The New York Times has a front-page story about the ongoing collapse in the number of people applying to law school (from 100,700 in 2004 down to about 54,000 this cycle, with a 38% total decline over the last three years alone). The story features some nice quotes from Brian Tamanaha and Bill Henderson regarding the dysfunctional economics of law school, which is important, because as any legal philosopher can tell you, in this culture the ontological status of an epistemological insight is greatly enhanced when it appears on the front page of the NYT. (“They wouldn’t print it if it wasn’t true.” F. Nietzsche, trans. J. Jackson.)
Oddly, the story fails to mention the crucial role the law school transparency movement, to which the Times gave such valuable attention in 2011 in a series of prominent stories, has had in all this. It’s hardly a coincidence that most of the collapse of the applicant pool has taken place over the last two years, which happens to be when something resembling accurate employment and salary statistics have been extracted from law schools via political pressure.
The story also features this strange claim:
“We have a significant mismatch between demand and supply,” said Gillian K. Hadfield, professor of law and economics at the University of Southern California. “It’s not a problem of producing too many lawyers. Actually, we have an exploding demand for both ordinary folk lawyers and big corporate ones.”
She said that, given the structure of the legal profession, it was hard to make a living dealing with matters like mortgage and divorce, and that big corporations were dissatisfied with what they see as the overly academic training at elite law schools.
This is a very peculiar use of the word “demand.” Big corporations have put the squeeze on BigLaw, because they’ve decided they will no longer subsidize the training of junior associates to do work people trained to be lawyers should do. Even more problematically for the Cravath model, they’ve also decided they won’t pay BigLaw rates any more for essentially clerical work. So firms can’t bill out a lot of what first and second year associates do, and a lot of other work that such people did is now outsourced to the document review mills and to non-lawyers.
In other words, client demand for various services that used to fatten the bottom lines of the big firms has imploded, not exploded, because it has been shifted to other service providers, or is no longer billable when performed by the firms themselves. This is a structural not a cyclical shift: it’s not as if GCs are going to decide that when and if more deals are being done it’ll be OK for firms to bill out monkey work at $300 an hour again.

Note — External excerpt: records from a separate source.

use anyhow::{Context, Result};
use serde::Deserialize;
use std::path::{Path, PathBuf};

#[derive(Debug, Deserialize, Clone, Default)]
pub struct Config {
    #[serde(default)]
    pub chunking: ChunkingConfig,
    #[serde(default)]
    pub embedding: EmbeddingConfig,
    #[serde(default)]
    pub rate_limit: RateLimitConfig,
    #[serde(default)]
    pub store: StoreConfig,
    #[serde(default)]
    pub brave: BraveConfig,
    #[serde(default)]
    pub fetch: FetchConfig,
}

#[derive(Debug, Deserialize, Clone)]
pub struct ChunkingConfig {
    #[serde(default = "default_chunk_size")]
    pub chunk_size: usize,
    #[serde(default = "default_chunk_overlap")]
    pub chunk_overlap: usize,
}

impl Default for ChunkingConfig {
    fn default() -> Self {
        Self {
            chunk_size: default_chunk_size(),
            chunk_overlap: default_chunk_overlap(),
        }
    }
}

fn default_chunk_size() -> usize {
    1000
}
fn default_chunk_overlap() -> usize {
    200
}

#[derive(Debug, Deserialize, Clone)]
pub struct EmbeddingConfig {
    #[serde(default = "default_provider")]
    pub provider: String,
    #[serde(default = "default_model")]
    pub model: Option<String>,
    #[serde(default = "default_dims")]
    pub dims: Option<usize>,
    #[serde(default = "default_batch_size")]
    pub batch_size: usize,
    #[serde(default = "default_max_retries")]
    pub max_retries: u32,
    #[serde(default = "default_timeout_secs")]
    pub timeout_secs: u64,
    /// Base URL override for the provider's API.
    #[serde(default)]
    pub url: Option<String>,
}

impl Default for EmbeddingConfig {
    fn default() -> Self {
        Self {
            provider: default_provider(),
            model: default_model(),
            dims: default_dims(),
            batch_size: default_batch_size(),
            max_retries: default_max_retries(),
            timeout_secs: default_timeout_secs(),
            url: None,
        }
    }
}

fn default_provider() -> String {
    "gemini".to_string()
}
fn default_model() -> Option<String> {
    Some("embedding-001".to_string())
}
fn default_dims() -> Option<usize> {
    Some(768)
}
fn default_batch_size() -> usize {
    10
}
fn default_max_retries() -> u32 {
    3
}
fn default_timeout_secs() -> u64 {
    30
}

impl EmbeddingConfig {
    pub fn is_enabled(&self) -> bool {
        self.provider != "disabled"
    }
}

#[derive(Debug, Deserialize, Clone)]
pub struct RateLimitConfig {
    #[serde(default = "default_max_requests")]
    pub max_requests: usize,
    #[serde(default = "default_period_secs")]
    pub period_secs: u64,
}

impl Default for RateLimitConfig {
    fn default() -> Self {
        Self {
            max_requests: default_max_requests(),
            period_secs: default_period_secs(),
        }
    }
}

fn default_max_requests() -> usize {
    10
}
fn default_period_secs() -> u64 {
    60
}

#[derive(Debug, Deserialize, Clone)]
pub struct StoreConfig {
    #[serde(default = "default_backend")]
    pub backend: String,
    #[serde(default = "default_table")]
    pub table: String,
    /// SQLite database file (sqlite backend only).
    #[serde(default = "default_db_path")]
    pub path: PathBuf,
    /// Supabase project URL; falls back to `SUPABASE_URL`.
    #[serde(default)]
    pub url: Option<String>,
    /// Drop rows whose embedding call failed instead of storing them with
    /// an empty placeholder. Unset means: skip for supabase (a pgvector
    /// column rejects empty vectors), keep for sqlite.
    #[serde(default)]
    pub skip_failed_embeddings: Option<bool>,
}

impl StoreConfig {
    pub fn skip_failed_embeddings(&self) -> bool {
        self.skip_failed_embeddings
            .unwrap_or(self.backend == "supabase")
    }
}

impl Default for StoreConfig {
    fn default() -> Self {
        Self {
            backend: default_backend(),
            table: default_table(),
            path: default_db_path(),
            url: None,
            skip_failed_embeddings: None,
        }
    }
}

fn default_backend() -> String {
    "supabase".to_string()
}
fn default_table() -> String {
    "knowledge_base".to_string()
}
fn default_db_path() -> PathBuf {
    PathBuf::from("./data/kb.sqlite")
}

#[derive(Debug, Deserialize, Clone)]
pub struct BraveConfig {
    #[serde(default = "default_brave_endpoint")]
    pub endpoint: String,
    #[serde(default = "default_brave_count")]
    pub count: u32,
}

impl Default for BraveConfig {
    fn default() -> Self {
        Self {
            endpoint: default_brave_endpoint(),
            count: default_brave_count(),
        }
    }
}

fn default_brave_endpoint() -> String {
    "https://api.search.brave.com/res/v1/web/search".to_string()
}
fn default_brave_count() -> u32 {
    10
}

/// HTTP settings for retrieving source content (Brave and URL sources).
#[derive(Debug, Deserialize, Clone)]
pub struct FetchConfig {
    #[serde(default = "default_timeout_secs")]
    pub timeout_secs: u64,
}

impl Default for FetchConfig {
    fn default() -> Self {
        Self {
            timeout_secs: default_timeout_secs(),
        }
    }
}

/// Load and validate the config at `path`.
///
/// A missing file is not an error: every section has defaults, so the
/// tool runs with built-in settings plus environment secrets.
pub fn load_config(path: &Path) -> Result<Config> {
    let config = if path.exists() {
        let content = std::fs::read_to_string(path)
            .with_context(|| format!("Failed to read config file: {}", path.display()))?;
        toml::from_str(&content).with_context(|| "Failed to parse config file")?
    } else {
        tracing::debug!(path = %path.display(), "config file not found, using defaults");
        Config::default()
    };

    validate(&config)?;
    Ok(config)
}

pub fn validate(config: &Config) -> Result<()> {
    if config.chunking.chunk_size == 0 {
        anyhow::bail!("chunking.chunk_size must be > 0");
    }

    if config.embedding.batch_size == 0 {
        anyhow::bail!("embedding.batch_size must be > 0");
    }

    if config.rate_limit.max_requests == 0 {
        anyhow::bail!("rate_limit.max_requests must be > 0");
    }
    if config.rate_limit.period_secs == 0 {
        anyhow::bail!("rate_limit.period_secs must be > 0");
    }

    if config.embedding.is_enabled() {
        if config.embedding.dims.is_none() || config.embedding.dims == Some(0) {
            anyhow::bail!(
                "embedding.dims must be > 0 when provider is '{}'",
                config.embedding.provider
            );
        }
        if config.embedding.model.is_none() {
            anyhow::bail!(
                "embedding.model must be specified when provider is '{}'",
                config.embedding.provider
            );
        }
    }

    match config.embedding.provider.as_str() {
        "disabled" | "gemini" | "openai" | "ollama" => {}
        other => anyhow::bail!(
            "Unknown embedding provider: '{}'. Must be disabled, gemini, openai, or ollama.",
            other
        ),
    }

    match config.store.backend.as_str() {
        "supabase" | "sqlite" => {}
        other => anyhow::bail!(
            "Unknown store backend: '{}'. Must be supabase or sqlite.",
            other
        ),
    }

    let table = &config.store.table;
    if table.is_empty() || !table.chars().all(|c| c.is_ascii_alphanumeric() || c == '_') {
        anyhow::bail!(
            "store.table must be a non-empty identifier of letters, digits, and '_': '{}'",
            table
        );
    }

    Ok(())
}
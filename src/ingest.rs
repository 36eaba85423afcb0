//! Ingestion pipeline orchestration.
//!
//! Coordinates the full flow: source → chunking → embedding → storage.
//! Chunks are processed in fixed-size batches. Within a batch each chunk
//! is embedded sequentially under the rate limiter; a failed embedding is
//! non-fatal and leaves an empty placeholder. A failed store write is
//! fatal and aborts the run.

use anyhow::{bail, Context, Result};

use crate::chunk::chunk_document;
use crate::config::Config;
use crate::embedding::{self, embed_batch, EmbeddingProvider};
use crate::models::{Chunk, Document, KnowledgeRow};
use crate::progress::{IngestProgressEvent, IngestProgressReporter, ProgressMode};
use crate::rate_limit::RateLimiter;
use crate::sources::{self, SourceRequest};
use crate::store::{self, VectorStore};

/// Per-run knobs, resolved from config plus CLI overrides.
#[derive(Debug, Clone, PartialEq, Eq)]
pub struct IngestOptions {
    pub chunk_size: usize,
    pub chunk_overlap: usize,
    pub batch_size: usize,
    pub skip_failed_embeddings: bool,
}

impl IngestOptions {
    pub fn from_config(
        config: &Config,
        chunk_size: Option<usize>,
        chunk_overlap: Option<usize>,
    ) -> Result<Self> {
        let opts = Self {
            chunk_size: chunk_size.unwrap_or(config.chunking.chunk_size),
            chunk_overlap: chunk_overlap.unwrap_or(config.chunking.chunk_overlap),
            batch_size: config.embedding.batch_size,
            skip_failed_embeddings: config.store.skip_failed_embeddings(),
        };
        if opts.chunk_size == 0 {
            bail!("--chunk-size must be > 0");
        }
        if opts.batch_size == 0 {
            bail!("embedding.batch_size must be > 0");
        }
        Ok(opts)
    }
}

/// Counters for one ingestion run.
#[derive(Debug, Clone, Default, PartialEq, Eq)]
pub struct IngestReport {
    pub chunks: u64,
    pub batches: u64,
    pub rows_stored: u64,
    pub failed_embeddings: u64,
    pub skipped_rows: u64,
}

/// Chunk, embed, and store a single document.
pub async fn ingest_document(
    doc: &Document,
    opts: &IngestOptions,
    provider: &dyn EmbeddingProvider,
    limiter: &RateLimiter,
    store: &dyn VectorStore,
    progress: &dyn IngestProgressReporter,
) -> Result<IngestReport> {
    let chunks: Vec<Chunk> = chunk_document(doc, opts.chunk_size, opts.chunk_overlap)?.collect();
    let total_chunks = chunks.len();
    let total_batches = total_chunks.div_ceil(opts.batch_size) as u64;

    tracing::info!(chunks = total_chunks, batches = total_batches, "created chunks");
    progress.report(IngestProgressEvent::Chunked {
        chunks: total_chunks as u64,
    });

    let mut report = IngestReport {
        chunks: total_chunks as u64,
        ..IngestReport::default()
    };

    for (i, batch) in chunks.chunks(opts.batch_size).enumerate() {
        let n = i as u64 + 1;
        let texts: Vec<String> = batch.iter().map(Chunk::text).collect();
        let embeddings = embed_batch(provider, limiter, &texts).await;

        let mut rows = Vec::with_capacity(batch.len());
        for (chunk, embedding) in batch.iter().zip(embeddings) {
            let row = KnowledgeRow::from_chunk(chunk, embedding, total_chunks);
            if row.is_placeholder() {
                if provider.is_enabled() {
                    report.failed_embeddings += 1;
                }
                if opts.skip_failed_embeddings {
                    report.skipped_rows += 1;
                    continue;
                }
            }
            rows.push(row);
        }

        if rows.is_empty() {
            tracing::warn!(batch = n, "no rows with embeddings to store in batch");
        }

        let written = store
            .insert(&rows)
            .await
            .with_context(|| format!("Failed to store batch {}/{} in {}", n, total_batches, store.name()))?;

        report.batches += 1;
        report.rows_stored += written as u64;
        tracing::info!(batch = n, total = total_batches, rows = written, "processed batch");
        progress.report(IngestProgressEvent::BatchStored {
            n,
            total: total_batches,
            rows: written as u64,
        });
    }

    Ok(report)
}

/// `kb-ingest ingest`: retrieve, chunk, embed, and store.
#[allow(clippy::too_many_arguments)]
pub async fn run_ingest(
    config: &Config,
    request: &SourceRequest,
    tag: Option<String>,
    chunk_size: Option<usize>,
    chunk_overlap: Option<usize>,
    dry_run: bool,
    progress: ProgressMode,
) -> Result<()> {
    let opts = IngestOptions::from_config(config, chunk_size, chunk_overlap)?;
    let label = request.kind().label();

    tracing::info!(source = label, "retrieving content");
    let doc = sources::retrieve(config, request, tag).await?;
    let content_chars = doc.content.chars().count();

    if dry_run {
        let chunks = chunk_document(&doc, opts.chunk_size, opts.chunk_overlap)?.len();
        println!("ingest {} (dry-run)", label);
        println!("  content: {} chars", content_chars);
        println!("  chunks: {}", chunks);
        println!("  batches: {}", chunks.div_ceil(opts.batch_size));
        return Ok(());
    }

    let provider = embedding::create_provider(&config.embedding)?;
    let limiter = RateLimiter::from_config(&config.rate_limit)?;
    let store = store::open_store(config).await?;
    let reporter = progress.reporter();

    let report = ingest_document(
        &doc,
        &opts,
        provider.as_ref(),
        &limiter,
        store.as_ref(),
        reporter.as_ref(),
    )
    .await?;

    println!("ingest {}", label);
    println!("  content: {} chars", content_chars);
    println!("  chunks: {}", report.chunks);
    println!("  batches: {}", report.batches);
    println!("  rows stored: {}", report.rows_stored);
    if provider.is_enabled() {
        println!("  failed embeddings: {}", report.failed_embeddings);
    }
    if report.skipped_rows > 0 {
        println!("  skipped rows: {}", report.skipped_rows);
    }
    println!("ok");

    Ok(())
}
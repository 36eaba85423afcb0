//! Ingest progress reporting.
//!
//! Reports which batch is being embedded and stored so long runs under a
//! tight rate limit visibly make progress. Progress is emitted on
//! **stderr** so stdout remains parseable for scripts.

use std::io::Write;

/// A single progress event for an ingestion run.
#[derive(Clone, Debug, PartialEq, Eq)]
pub enum IngestProgressEvent {
    /// Content has been split; embedding is about to start.
    Chunked { chunks: u64 },
    /// Batch `n` of `total` has been embedded and stored.
    BatchStored { n: u64, total: u64, rows: u64 },
}

/// Reports ingest progress. Implementations write to stderr (human or JSON).
pub trait IngestProgressReporter: Send + Sync {
    /// Emit a progress event. Called from the ingest pipeline.
    fn report(&self, event: IngestProgressEvent);
}

/// Human-friendly progress on stderr: "ingest  batch 3 / 12  (10 rows)".
pub struct StderrProgress;

impl IngestProgressReporter for StderrProgress {
    fn report(&self, event: IngestProgressEvent) {
        let line = match &event {
            IngestProgressEvent::Chunked { chunks } => {
                format!("ingest  chunked into {} chunks\n", format_number(*chunks))
            }
            IngestProgressEvent::BatchStored { n, total, rows } => format!(
                "ingest  batch {} / {}  ({} rows)\n",
                format_number(*n),
                format_number(*total),
                format_number(*rows)
            ),
        };
        let mut stderr = std::io::stderr().lock();
        let _ = stderr.write_all(line.as_bytes());
        let _ = stderr.flush();
    }
}

/// Machine-readable progress: one JSON object per line on stderr.
pub struct JsonProgress;

impl IngestProgressReporter for JsonProgress {
    fn report(&self, event: IngestProgressEvent) {
        let obj = match &event {
            IngestProgressEvent::Chunked { chunks } => serde_json::json!({
                "event": "progress",
                "phase": "chunked",
                "chunks": chunks
            }),
            IngestProgressEvent::BatchStored { n, total, rows } => serde_json::json!({
                "event": "progress",
                "phase": "batch",
                "n": n,
                "total": total,
                "rows": rows
            }),
        };
        if let Ok(line) = serde_json::to_string(&obj) {
            let mut stderr = std::io::stderr().lock();
            let _ = writeln!(stderr, "{}", line);
            let _ = stderr.flush();
        }
    }
}

/// No-op reporter when progress is disabled.
pub struct NoProgress;

impl IngestProgressReporter for NoProgress {
    fn report(&self, _event: IngestProgressEvent) {}
}

fn format_number(n: u64) -> String {
    let s = n.to_string();
    let mut result = String::with_capacity(s.len() + (s.len() - 1) / 3);
    for (i, c) in s.chars().rev().enumerate() {
        if i > 0 && i % 3 == 0 {
            result.push(',');
        }
        result.push(c);
    }
    result.chars().rev().collect()
}

/// Progress mode for the CLI: off, human (stderr), or JSON (stderr).
#[derive(Clone, Copy, Debug, Eq, PartialEq)]
pub enum ProgressMode {
    Off,
    Human,
    Json,
}

impl ProgressMode {
    /// Parse a `--progress` value; `None` picks the TTY default.
    pub fn parse(value: Option<&str>) -> anyhow::Result<Self> {
        match value {
            None => Ok(Self::default_for_tty()),
            Some("off") => Ok(ProgressMode::Off),
            Some("human") => Ok(ProgressMode::Human),
            Some("json") => Ok(ProgressMode::Json),
            Some(other) => anyhow::bail!(
                "Unknown progress mode: '{}'. Must be off, human, or json.",
                other
            ),
        }
    }

    /// Default: human progress when stderr is a TTY, otherwise off.
    pub fn default_for_tty() -> Self {
        if atty::is(atty::Stream::Stderr) {
            ProgressMode::Human
        } else {
            ProgressMode::Off
        }
    }

    /// Build a reporter for this mode. Caller can pass it to ingest.
    pub fn reporter(&self) -> Box<dyn IngestProgressReporter> {
        match self {
            ProgressMode::Off => Box::new(NoProgress),
            ProgressMode::Human => Box::new(StderrProgress),
            ProgressMode::Json => Box::new(JsonProgress),
        }
    }
}
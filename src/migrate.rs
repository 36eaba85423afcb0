use anyhow::{bail, Result};

use crate::config::StoreConfig;
use crate::db;

/// Create the knowledge table and its index in the SQLite store.
///
/// Idempotent. The table name has already been validated as a plain
/// identifier by config loading.
pub async fn run_migrations(config: &StoreConfig) -> Result<()> {
    if config.backend != "sqlite" {
        bail!(
            "init only applies to the sqlite backend (configured: '{}'); \
             the supabase table is managed in the Supabase project",
            config.backend
        );
    }

    let pool = db::connect(config).await?;
    let table = &config.table;

    sqlx::query(&format!(
        r#"
        CREATE TABLE IF NOT EXISTS {table} (
            id TEXT PRIMARY KEY,
            content TEXT NOT NULL,
            embedding BLOB NOT NULL,
            dims INTEGER NOT NULL,
            metadata_json TEXT NOT NULL DEFAULT '{{}}',
            created_at INTEGER NOT NULL
        )
        "#
    ))
    .execute(&pool)
    .await?;

    sqlx::query(&format!(
        "CREATE INDEX IF NOT EXISTS idx_{table}_created_at ON {table}(created_at DESC)"
    ))
    .execute(&pool)
    .await?;

    pool.close().await;
    Ok(())
}
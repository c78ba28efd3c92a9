//! # Config 模块
//!
//! 以 JSON 描述补间定义，便于数据驱动地构造动作。
//!
//! ```json
//! {
//!   "duration": 0.5,
//!   "props": {
//!     "opacity": 0,
//!     "position": { "x": 100, "y": 20 },
//!     "scale": { "value": 2, "easing": "backOut" }
//!   },
//!   "options": { "relative": false, "easing": "Quadratic-In" }
//! }
//! ```
//!
//! 属性值的映射规则：
//! - 数字 → 标量
//! - 同时带 `value` 与 `easing` 的对象 → 单属性包装器
//! - 其它对象 → 复合值（只保留数字字段）；数组 → 以下标为键的复合值
//! - 字符串 / null → 原样保留，由解析阶段丢弃
//!
//! `props` 按 JSON 中的书写顺序展开。

use std::fs;
use std::path::Path;
use std::rc::Rc;

use serde::{Deserialize, Serialize};
use serde_json::{Map, Value};

use crate::action::TweenAction;
use crate::easing::EasingRegistry;
use crate::error::{ConfigError, ConfigResult};
use crate::options::TweenOptions;
use crate::property::{PropertyWrapper, RawProperties, RawValue};
use crate::target::Animatable;
use crate::value::CompoundValue;

/// 补间定义
#[derive(Debug, Clone, Serialize, Deserialize, PartialEq)]
pub struct TweenDefinition {
    /// 时长（秒）
    pub duration: f32,

    /// 属性表
    #[serde(default)]
    pub props: Map<String, Value>,

    /// 选项
    #[serde(default)]
    pub options: OptionsConfig,
}

/// 选项配置
///
/// 旧版字段仍可解析，但只会产生警告。
#[derive(Debug, Clone, Default, Serialize, Deserialize, PartialEq)]
#[serde(rename_all = "camelCase")]
pub struct OptionsConfig {
    /// 相对模式
    #[serde(default)]
    pub relative: bool,

    /// 全局缓动名（支持旧版名称）
    #[serde(default)]
    pub easing: Option<String>,

    /// 已废弃
    #[serde(default)]
    pub delay: Option<f32>,

    /// 已废弃
    #[serde(default)]
    pub repeat: Option<u32>,

    /// 已废弃
    #[serde(default)]
    pub repeat_delay: Option<f32>,

    /// 已废弃
    #[serde(default)]
    pub interpolation: Option<String>,
}

impl TweenDefinition {
    /// 从 JSON 字符串解析
    pub fn from_json(text: &str) -> ConfigResult<Self> {
        let definition: Self = serde_json::from_str(text)?;
        definition.validate()?;
        Ok(definition)
    }

    /// 从文件加载
    pub fn from_file(path: impl AsRef<Path>) -> ConfigResult<Self> {
        let path = path.as_ref();
        let text = fs::read_to_string(path).map_err(|source| ConfigError::Io {
            path: path.to_path_buf(),
            source,
        })?;
        Self::from_json(&text)
    }

    fn validate(&self) -> ConfigResult<()> {
        if !self.duration.is_finite() || self.duration < 0.0 {
            return Err(ConfigError::InvalidDuration {
                duration: self.duration,
            });
        }
        Ok(())
    }

    /// 转换为原始属性表
    pub fn raw_properties(&self) -> RawProperties {
        self.props
            .iter()
            .fold(RawProperties::new(), |raw, (name, value)| {
                raw.with(name.as_str(), raw_value(value))
            })
    }

    /// 转换为选项（回调需另行设置）
    pub fn options<T>(&self) -> TweenOptions<T> {
        let config = &self.options;
        let mut options = TweenOptions::new().with_relative(config.relative);
        if let Some(easing) = &config.easing {
            options = options.with_easing(easing.as_str());
        }
        options.delay = config.delay;
        options.repeat = config.repeat;
        options.repeat_delay = config.repeat_delay;
        options.interpolation = config.interpolation.clone();
        options
    }

    /// 构造补间动作
    pub fn build<T: Animatable>(&self, registry: Rc<EasingRegistry>) -> TweenAction<T> {
        self.build_with(self.options(), registry)
    }

    /// 以自定义选项（例如附带回调）构造补间动作
    pub fn build_with<T: Animatable>(
        &self,
        options: TweenOptions<T>,
        registry: Rc<EasingRegistry>,
    ) -> TweenAction<T> {
        TweenAction::new(self.duration, self.raw_properties(), options, registry)
    }
}

fn compound_from<'a>(entries: impl Iterator<Item = (String, &'a Value)>) -> CompoundValue {
    entries.fold(CompoundValue::new(), |compound, (key, value)| match value.as_f64() {
        Some(n) => compound.with(key, n as f32),
        None => compound,
    })
}

fn raw_value(value: &Value) -> RawValue {
    match value {
        Value::Null => RawValue::Null,
        Value::Bool(b) => RawValue::Number(if *b { 1.0 } else { 0.0 }),
        Value::Number(n) => RawValue::Number(n.as_f64().unwrap_or(f64::NAN) as f32),
        Value::String(s) => RawValue::Text(s.clone()),
        Value::Array(items) => RawValue::Compound(compound_from(
            items.iter().enumerate().map(|(i, v)| (i.to_string(), v)),
        )),
        Value::Object(fields) => match fields.get("value") {
            Some(inner) if fields.contains_key("easing") => {
                let mut wrapper = PropertyWrapper::new(raw_value(inner));
                if let Some(easing) = fields.get("easing").and_then(Value::as_str) {
                    wrapper = wrapper.with_easing(easing);
                }
                RawValue::from(wrapper)
            }
            _ => RawValue::Compound(compound_from(fields.iter().map(|(k, v)| (k.clone(), v)))),
        },
    }
}

#[cfg(test)]
mod tests {
    use super::*;
    use crate::error::TweenWarning;
    use crate::property::TweenValue;
    use crate::target::PropertyBag;

    const SAMPLE: &str = r#"{
        "duration": 0.5,
        "props": {
            "opacity": 0,
            "position": { "x": 100, "y": 20, "label": "ignored" },
            "scale": { "value": 2, "easing": "backOut" },
            "name": "hero",
            "nothing": null
        },
        "options": { "relative": true, "easing": "Quadratic-In", "repeatDelay": 0.2 }
    }"#;

    #[test]
    fn test_parse_definition() {
        let def = TweenDefinition::from_json(SAMPLE).unwrap();
        assert_eq!(def.duration, 0.5);
        assert!(def.options.relative);
        assert_eq!(def.options.easing.as_deref(), Some("Quadratic-In"));
        assert_eq!(def.options.repeat_delay, Some(0.2));
        assert_eq!(def.props.len(), 5);
    }

    #[test]
    fn test_defaults_when_options_missing() {
        let def = TweenDefinition::from_json(r#"{ "duration": 1 }"#).unwrap();
        assert_eq!(def.options, OptionsConfig::default());
        assert!(def.props.is_empty());
    }

    #[test]
    fn test_invalid_duration_rejected() {
        let err = TweenDefinition::from_json(r#"{ "duration": -1 }"#).unwrap_err();
        assert!(matches!(err, ConfigError::InvalidDuration { .. }));
    }

    #[test]
    fn test_malformed_json_rejected() {
        let err = TweenDefinition::from_json("{ duration: ").unwrap_err();
        assert!(matches!(err, ConfigError::Json(_)));
    }

    #[test]
    fn test_missing_file_reports_path() {
        let err = TweenDefinition::from_file("does/not/exist.json").unwrap_err();
        match err {
            ConfigError::Io { path, .. } => assert!(path.ends_with("exist.json")),
            other => panic!("unexpected error: {other}"),
        }
    }

    #[test]
    fn test_build_resolves_properties() {
        let def = TweenDefinition::from_json(SAMPLE).unwrap();
        let action: TweenAction<PropertyBag> = def.build(Rc::new(EasingRegistry::with_builtins()));

        let names: Vec<&str> = action.specs().iter().map(|s| s.name.as_str()).collect();
        // 字符串与 null 被丢弃
        assert_eq!(names, vec!["opacity", "position", "scale"]);

        let position = action.specs().iter().find(|s| s.name == "position").unwrap();
        assert_eq!(
            position.value,
            TweenValue::Compound(CompoundValue::new().with("x", 100.0).with("y", 20.0))
        );

        let scale = action.specs().iter().find(|s| s.name == "scale").unwrap();
        assert_eq!(scale.value, TweenValue::Scalar(2.0));
        assert!(scale.easing.is_some());

        assert_eq!(action.warnings(), &[TweenWarning::deprecated("repeatDelay")]);
        assert!(action.relative());
    }

    #[test]
    fn test_array_becomes_indexed_compound() {
        let value = raw_value(&serde_json::json!([1.0, 2.0]));
        match value {
            RawValue::Compound(c) => {
                assert_eq!(c.get("0"), Some(1.0));
                assert_eq!(c.get("1"), Some(2.0));
            }
            other => panic!("unexpected value: {other:?}"),
        }
    }

    #[test]
    fn test_props_keep_document_order() {
        let def = TweenDefinition::from_json(
            r#"{ "duration": 1, "props": { "zoom": 2, "alpha": 0, "middle": 1 } }"#,
        )
        .unwrap();
        let raw = def.raw_properties();
        let names: Vec<&str> = raw.iter().map(|(name, _)| name).collect();
        assert_eq!(names, vec!["zoom", "alpha", "middle"]);

        let action: TweenAction<PropertyBag> = def.build(Rc::new(EasingRegistry::with_builtins()));
        let names: Vec<&str> = action.specs().iter().map(|s| s.name.as_str()).collect();
        assert_eq!(names, vec!["zoom", "alpha", "middle"]);
    }
}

The “overly academic training” at law schools has nothing to do with this. That’s an issue about failing to train people to do legal work. The collapse in demand from BigLaw clients is a product of the realization that a large amount of work traditionally done by lawyers can be done by non-lawyers with either no loss of quality, or not enough loss to make it worthwhile to pay the added cost of having lawyers do it.
The claim about “ordinary folk” is even stranger, but it’s one that’s being made a lot these days by legal academics desperately searching for a raison d’ paycheck. The argument goes something like this:
(1) Many people in this country who could benefit from legal services aren’t getting those services because they’re too expensive.
(2) Those services are too expensive because law school costs too much.
(3) If future lawyers could go to law school without incurring so much debt, they could afford to offer legal services at a price that far more people could afford to pay.
(1) is certainly true. (2) and (3) are just wrong, and obviously so.
The cost of legal services has almost nothing to do with the cost of law school. Why would it? No client cares about how much it cost you to get a law degree, which means that no client is willing to pay more for legal services because a lawyer has a lot of educational debt. This theoretical claim is confirmed by empirical observation: there are literally hundreds of thousands of lawyers in America who went to law school when it was radically cheaper than it is today, and it’s not as if they charge lower rates than recent law graduates (if anything they charge on average more more, because clients will to some extent pay for experience as a proxy for competence).
There are also hundreds of thousands of people with law licenses who are barely making a living by practicing law (A 2009 survey of Alabama lawyers found that 23% of the respondents with active law licenses had an income of less than $25,000 in the previous year). Such people are charging the absolute minimum they can charge while still maintaining an ongoing business.
The notion that the hundreds of thousands of lawyers in solo or very small practices in this country could somehow operate by billing out their services at X dollars per hour (with X being a figure that lots of “ordinary folk” currently priced out of the market for legal services could pay) if only law school didn’t cost so much is one of those ideas that sounds intuitively plausible until you actually think about it for three minutes, which is apparently why people in legal academia don’t.
The reason ordinary folk don’t pay for legal services even when in theory they could benefit from them is exactly the same reason they don’t pay for a lot of things they could in theory benefit from: because they don’t have any money for those things after paying for more pressing needs like food, shelter, clothing, medical expenses, transportation to work, etc.
Comments such as Hadfield’s indicate the lengths that legal academics will go to in order to talk themselves into believing that the basic problem isn’t really the basic problem. And that problem is that the economic demand in this country for people with law degrees will employ (at best) half the people who are paying us to grant them law degrees.